The Cold Email Generator addresses these challenges by automating the process of:

  1. Scraping job postings for skill requirements.
  2. Mapping relevant portfolios from a database.
  3. Generating professional, tailored emails using advanced AI tools.


Technical Architecture

High-Level Workflow

  1. Input:
    • A user provides a URL to a job posting.
  2. Processing:
    • The system extracts job-related data, matches it with stored portfolios, and generates a personalized email.
  3. Output:
    • A well-crafted, relevant cold email ready for client outreach.


Detailed Architecture

1. Frontend

  • Framework: Streamlit
  • Functionality:
    • User-friendly interface to input job posting URLs.
    • Displays the generated email for review and further customization.
  • Features:
    • Interactive preview.
    • Option to download the email or copy it directly.

2. Backend Services

a. Web Scraping
  • Tool: LangChain
  • Process:
    • Scrape the job posting webpage using the provided URL.
    • Extract raw text including job role, required skills, and job description.
  • Output:
    • Structured data containing job details.
b. Information Parsing
  • Tool: Llama 3.1 (Hosted on SambaNova Cloud).
  • Process:
    • Analyze the raw text extracted from the job posting.
    • Extract key information like:
      • Job Role
      • Required Skills
      • Job Description
    • Format the information into a structured JSON object.
  • Output:
    • Example JSON:
      {
        "job_role": "AI/ML Engineer",
        "skills": ["Python", "Machine Learning", "DevOps"],
        "description": "Looking for an AI/ML Engineer with expertise in Python and DevOps."
      }
      
c. Portfolio Matching
  • Tool: ChromaDB (Vector Database).
  • Process:
    • Query the database using extracted skills.
    • Retrieve portfolio links and relevant examples of past work.
    • Example:
      {
        "Python": "www.company.com/python_portfolio",
        "DevOps": "www.company.com/devops_portfolio"
      }
      
  • Output:
    • Relevant portfolio links for each skill.
d. Cold Email Generation
  • Tool: Llama 3.1 (SambaNova Cloud).
  • Process:
    • Combine job details and portfolio links into a professionally crafted cold email.
    • Ensure personalization and clarity in the email content.
  • Output:
    • Example email:
      Subject: Expertise in AI/ML for Your Team  
      
      Dear [Client Name],  
      
      I noticed your recent job posting for an AI/ML Engineer requiring expertise in Python and DevOps.  
      At [Company Name], we have a proven track record in delivering exceptional results in these areas.  
      Here’s a portfolio of our past work:  
      - Python Projects: www.company.com/python_portfolio  
      - DevOps Projects: www.company.com/devops_portfolio  
      
      We’d love to discuss how we can help meet your needs efficiently and cost-effectively.  
      
      Best regards,  
      [Your Name]  
      

Integration and Hosting

  1. Model Hosting

    • Platform: SambaNova Cloud
    • Features:
      • Fast inference (100+ tokens/sec).
      • OpenAI-compatible APIs for seamless integration.
      • Support for Llama 3.1 and other advanced models.
    • Benefits:
      • Real-time response for email generation.
      • Scalable and easy to deploy.
  2. Backend Integration

    • Use SambaNova’s OpenAI-compatible APIs to connect the components, ensuring smooth data flow between scraping, processing, database queries, and email generation.

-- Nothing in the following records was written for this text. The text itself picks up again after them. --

//! Membership mutator
//!
//! Applies membership changes to the registry, then tells the scheduler
//! which servers and tables need reconciling. The notification is a hint:
//! if it fails the change stands and the scheduler is expected to notice on
//! its own.

use crate::common::audit::{AuditEventType, AuditLogger};
use crate::common::metrics::METRICS;
use crate::common::{Result, ServerId};
use crate::coordinator::observer::AssignmentObserver;
use crate::coordinator::registry::{GroupInfo, GroupRegistry, ServerMove, TableMove};
use std::sync::Arc;

pub struct MembershipMutator {
    registry: Arc<GroupRegistry>,
    observer: Arc<dyn AssignmentObserver>,
    audit: Arc<AuditLogger>,
}

impl MembershipMutator {
    pub fn new(
        registry: Arc<GroupRegistry>,
        observer: Arc<dyn AssignmentObserver>,
        audit: Arc<AuditLogger>,
    ) -> Self {
        Self {
            registry,
            observer,
            audit,
        }
    }

    pub fn add_group(&self, name: &str) -> Result<()> {
        self.registry.create_group(name)?;
        METRICS.groups_added.inc();
        self.audit
            .log_event(AuditEventType::GroupAdded, name, Vec::<String>::new(), "group created");
        Ok(())
    }

    pub fn remove_group(&self, name: &str) -> Result<GroupInfo> {
        let removed = self.registry.delete_group(name)?;
        METRICS.groups_removed.inc();
        self.audit
            .log_event(AuditEventType::GroupRemoved, name, Vec::<String>::new(), "group removed");
        Ok(removed)
    }

    /// Reassign servers to `target`.
    ///
    /// Every server must be known to the cluster, either tracked by the
    /// registry or currently online; otherwise nothing moves.
    pub async fn move_servers(&self, servers: &[ServerId], target: &str) -> Result<Vec<ServerMove>> {
        let online = self.observer.list_online_servers().await?;

        let unknown: Vec<String> = servers
            .iter()
            .filter(|s| !online.contains(*s) && !self.registry.is_tracked_server(s))
            .map(ServerId::to_string)
            .collect();
        if !unknown.is_empty() {
            return Err(crate::Error::NotFound(format!(
                "unknown server(s): {}",
                unknown.join(", ")
            )));
        }

        self.registry.track_servers(&online);
        let moves = self.registry.move_servers(servers, target)?;

        let changed: Vec<ServerId> = moves
            .iter()
            .filter(|mv| !mv.is_noop())
            .map(|mv| mv.server.clone())
            .collect();
        METRICS.servers_moved.add(changed.len() as u64);

        tracing::info!(
            "Moved {} server(s) to group '{}' ({} already there)",
            changed.len(),
            target,
            moves.len() - changed.len()
        );
        if !changed.is_empty() {
            self.audit.log_event(
                AuditEventType::ServersMoved,
                target,
                &changed,
                format!("{} server(s) moved", changed.len()),
            );
            self.notify(&changed, &[]).await;
        }
        Ok(moves)
    }

    /// Reassign tables to `target`. Does not wait for placement to follow.
    pub async fn move_tables(&self, tables: &[String], target: &str) -> Result<Vec<TableMove>> {
        let moves = self.registry.move_tables(tables, target)?;

        let changed: Vec<String> = moves
            .iter()
            .filter(|mv| !mv.is_noop())
            .map(|mv| mv.table.clone())
            .collect();
        METRICS.tables_moved.add(changed.len() as u64);

        tracing::info!("Moved {} table(s) to group '{}'", changed.len(), target);
        if !changed.is_empty() {
            self.audit.log_event(
                AuditEventType::TablesMoved,
                target,
                &changed,
                format!("{} table(s) moved", changed.len()),
            );
            self.notify(&[], &changed).await;
        }
        Ok(moves)
    }

    async fn notify(&self, servers: &[ServerId], tables: &[String]) {
        if let Err(e) = self.observer.notify_membership_changed(servers, tables).await {
            tracing::warn!("Scheduler membership notification failed: {}", e);
        }
    }
}

#[cfg(test)]
mod tests {
    use super::*;
    use crate::common::audit::AuditEntry;
    use crate::coordinator::mock::MockScheduler;
    use crate::coordinator::registry::DEFAULT_GROUP;

    fn sid(s: &str) -> ServerId {
        ServerId::parse(s).unwrap()
    }

    fn setup(online: &[&str]) -> (Arc<GroupRegistry>, Arc<MockScheduler>, MembershipMutator) {
        let registry = Arc::new(GroupRegistry::new());
        let servers: Vec<ServerId> = online.iter().map(|s| sid(s)).collect();
        let scheduler = Arc::new(MockScheduler::with_servers(&servers));
        let mutator = MembershipMutator::new(
            registry.clone(),
            scheduler.clone(),
            Arc::new(AuditLogger::new()),
        );
        (registry, scheduler, mutator)
    }

    #[tokio::test]
    async fn test_move_servers_notifies() {
        let (registry, scheduler, mutator) = setup(&["h1:1", "h2:1"]);
        mutator.add_group("g1").unwrap();

        mutator.move_servers(&[sid("h1:1")], "g1").await.unwrap();

        assert_eq!(registry.group_of_server(&sid("h1:1")).unwrap().name, "g1");
        // online servers get tracked on the way
        assert!(registry
            .get_group(DEFAULT_GROUP)
            .unwrap()
            .contains_server(&sid("h2:1")));
        let notifications = scheduler.notifications();
        assert_eq!(notifications.len(), 1);
        assert_eq!(notifications[0].servers, vec![sid("h1:1")]);
    }

    #[tokio::test]
    async fn test_move_servers_unknown_is_atomic() {
        let (registry, scheduler, mutator) = setup(&["h1:1"]);
        mutator.add_group("g2").unwrap();

        let result = mutator
            .move_servers(&[sid("h1:1"), sid("ghost:1")], "g2")
            .await;
        assert!(matches!(result, Err(crate::Error::NotFound(_))));
        assert_eq!(registry.group_of_server(&sid("h1:1")).unwrap().name, DEFAULT_GROUP);
        assert_eq!(registry.group_of_server(&sid("ghost:1")).unwrap().name, DEFAULT_GROUP);
        assert!(registry.get_group("g2").unwrap().servers.is_empty());
        assert!(scheduler.notifications().is_empty());
    }

    #[tokio::test]
    async fn test_noop_move_skips_notification() {
        let (_registry, scheduler, mutator) = setup(&["h1:1"]);
        let moves = mutator.move_servers(&[sid("h1:1")], DEFAULT_GROUP).await.unwrap();
        assert!(moves[0].is_noop());
        assert!(scheduler.notifications().is_empty());
    }

    #[tokio::test]
    async fn test_noop_move_writes_no_audit_entry() {
        let dir = tempfile::tempdir().unwrap();
        let path = dir.path().join("audit.log");
        let registry = Arc::new(GroupRegistry::new());
        let scheduler = Arc::new(MockScheduler::with_servers(&[sid("h1:1")]));
        let mutator = MembershipMutator::new(
            registry,
            scheduler,
            Arc::new(AuditLogger::with_file(&path).unwrap()),
        );
        mutator.add_group("g1").unwrap();

        mutator.move_servers(&[sid("h1:1")], "g1").await.unwrap();
        mutator.move_servers(&[sid("h1:1")], "g1").await.unwrap();
        mutator.move_tables(&["t1".to_string()], DEFAULT_GROUP).await.unwrap();

        let contents = std::fs::read_to_string(&path).unwrap();
        let events: Vec<AuditEventType> = contents
            .lines()
            .map(|l| serde_json::from_str::<AuditEntry>(l).unwrap().event)
            .collect();
        assert_eq!(
            events,
            vec![AuditEventType::GroupAdded, AuditEventType::ServersMoved]
        );
    }

    #[tokio::test]
    async fn test_notification_failure_keeps_change() {
        let (registry, scheduler, mutator) = setup(&["h1:1"]);
        mutator.add_group("g1").unwrap();
        scheduler.set_unreachable(true);

        mutator.move_tables(&["t1".to_string()], "g1").await.unwrap();
        assert_eq!(registry.group_of_table("t1").unwrap().name, "g1");
    }

    #[tokio::test]
    async fn test_move_servers_scheduler_unreachable() {
        let (registry, scheduler, mutator) = setup(&["h1:1"]);
        mutator.add_group("g1").unwrap();
        scheduler.set_unreachable(true);

        let result = mutator.move_servers(&[sid("h1:1")], "g1").await;
        assert!(matches!(result, Err(crate::Error::ConnectionFailed(_))));
        assert_eq!(registry.group_of_server(&sid("h1:1")).unwrap().name, DEFAULT_GROUP);
    }

    #[tokio::test]
    async fn test_remove_group() {
        let (_registry, _scheduler, mutator) = setup(&[]);
        mutator.add_group("g1").unwrap();
        assert_eq!(mutator.remove_group("g1").unwrap().name, "g1");
        assert!(matches!(
            mutator.remove_group(DEFAULT_GROUP),
            Err(crate::Error::InvalidState(_))
        ));
    }
}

Advantages of the Architecture

  • Scalable: Handles multiple simultaneous requests with ease.
  • Efficient: Automates repetitive tasks, saving significant time for sales teams.
  • Cost-Effective: Reduces the need for manual effort while maintaining high accuracy.
  • Customizable: Generated emails can be easily reviewed and edited for final touch-ups.

This technical architecture ensures that the Cold Email Generator is fast, reliable, and effective in helping software services companies improve their client outreach process.

2 Likes

Set Up & Github Repository Link: https://github.com/ajaypatelbl309/cold_mail_generator

@ajaypatelbl309 Welcome to the community. This is an incredibly efficient solution! It significantly reduces manual effort while ensuring accuracy and relevancy. This tool is a game-changer for sales teams, boosting productivity and accuracy. Fantastic work in making cold emailing smarter and more efficient!